_Task details_:
Tell how many lines in the data below include the word "region". The answer is the number only.

(Dataset entries)
- Opening Delimiter -
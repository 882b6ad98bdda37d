//! Command-line interface

use clap::Parser;

/// Region Ping Tester - stream live ping round-trip times to a game-server region
#[derive(Parser, Debug, Clone)]
#[command(name = "rpt")]
#[command(about, long_about = None)]
#[command(disable_version_flag = true)]
pub struct Cli {
    /// Target region to ping (see --list)
    #[arg(value_name = "TARGET")]
    pub target: Option<String>,

    /// Number of echo requests to send [default: 25]
    #[arg(short, long, value_parser = parse_count)]
    pub count: Option<u32>,

    /// List the available targets and exit
    #[arg(short, long)]
    pub list: bool,

    /// Emit events as JSON lines instead of text
    #[arg(long)]
    pub json: bool,

    /// Force colored output
    #[arg(long)]
    pub color: bool,

    /// Disable colored output
    #[arg(long)]
    pub no_color: bool,

    /// Enable verbose output
    #[arg(long)]
    pub verbose: bool,

    /// Enable debug output
    #[arg(long)]
    pub debug: bool,

    /// Ping executable to invoke instead of `ping`
    #[arg(long, value_name = "PATH")]
    pub ping_program: Option<String>,

    /// Extra argument passed to the ping program before the count flag (repeatable)
    #[arg(long = "ping-arg", value_name = "ARG", allow_hyphen_values = true)]
    pub ping_args: Vec<String>,

    /// Milliseconds to wait after terminating ping before killing it
    #[arg(long, value_name = "MS")]
    pub grace_ms: Option<u64>,

    /// Print version and build information
    #[arg(short = 'V', long)]
    pub version: bool,
}

impl Cli {
    /// Validate CLI arguments for conflicts and requirements
    pub fn validate(&self) -> Result<(), String> {
        if self.color && self.no_color {
            return Err("Cannot specify both --color and --no-color".to_string());
        }

        if !self.list && !self.version && self.target.is_none() {
            return Err(format!(
                "No target given. Available targets: {}",
                crate::targets::names().join(", ")
            ));
        }

        Ok(())
    }

    /// Check if colors should be enabled
    pub fn use_colors(&self) -> bool {
        if self.color {
            true
        } else if self.no_color {
            false
        } else {
            supports_color()
        }
    }

    /// Version line with build metadata
    pub fn version_info() -> String {
        let mut info = format!("{} {}", crate::PKG_NAME, crate::VERSION);
        if let Some(commit) = option_env!("GIT_COMMIT") {
            info.push_str(&format!(" ({})", commit));
        }
        if let Some(built) = option_env!("BUILD_TIME") {
            info.push_str(&format!("\nbuilt {}", built));
        }
        if let Some(target) = option_env!("TARGET_TRIPLE") {
            info.push_str(&format!(" for {}", target));
        }
        info
    }
}

/// Parse and range-check a packet count
fn parse_count(s: &str) -> Result<u32, String> {
    if s.starts_with('+') {
        return Err(format!("Invalid packet count: {}", s));
    }

    s.parse::<u32>()
        .map_err(|_| format!("Invalid packet count: {}", s))
        .and_then(|count| {
            if count == 0 {
                Err("Packet count must be greater than 0".to_string())
            } else if count > crate::defaults::MAX_PACKET_COUNT {
                Err(format!("Packet count cannot exceed {}", crate::defaults::MAX_PACKET_COUNT))
            } else {
                Ok(count)
            }
        })
}

/// Check if the terminal supports color output
fn supports_color() -> bool {
    if let Ok(term) = std::env::var("TERM") {
        if term == "dumb" {
            return false;
        }
    }

    if std::env::var("NO_COLOR").is_ok() {
        return false;
    }

    if std::env::var("FORCE_COLOR").is_ok() {
        return true;
    }

    #[cfg(target_os = "windows")]
    {
        if std::env::var("ANSICON").is_ok() || std::env::var("ConEmuANSI").is_ok() {
            return true;
        }
    }

    // Default to true on Unix-like systems, false on Windows
    #[cfg(unix)]
    {
        true
    }
    #[cfg(not(unix))]
    {
        false
    }
}
//! Ping execution and output parsing
//!
//! A run spawns the platform ping utility, merges its stdout and stderr, and
//! classifies each line into [`ProbeEvent`](crate::types::ProbeEvent)s. Runs
//! are stopped through their own [`RunContext`].

pub mod cancel;
pub mod command;
pub mod parser;
pub mod runner;
pub mod source;

pub use cancel::{terminate_child, CancelHandle, RunContext, Termination};
pub use command::PingCommand;
pub use parser::{classify, LineClass, ProbeParser, ProbeTally};
pub use runner::{ProbeRunner, StreamEnd, STOPPED_TEXT};
pub use source::{LineSource, MergedOutput};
- Closing Delimiter -
_Written answer_:
2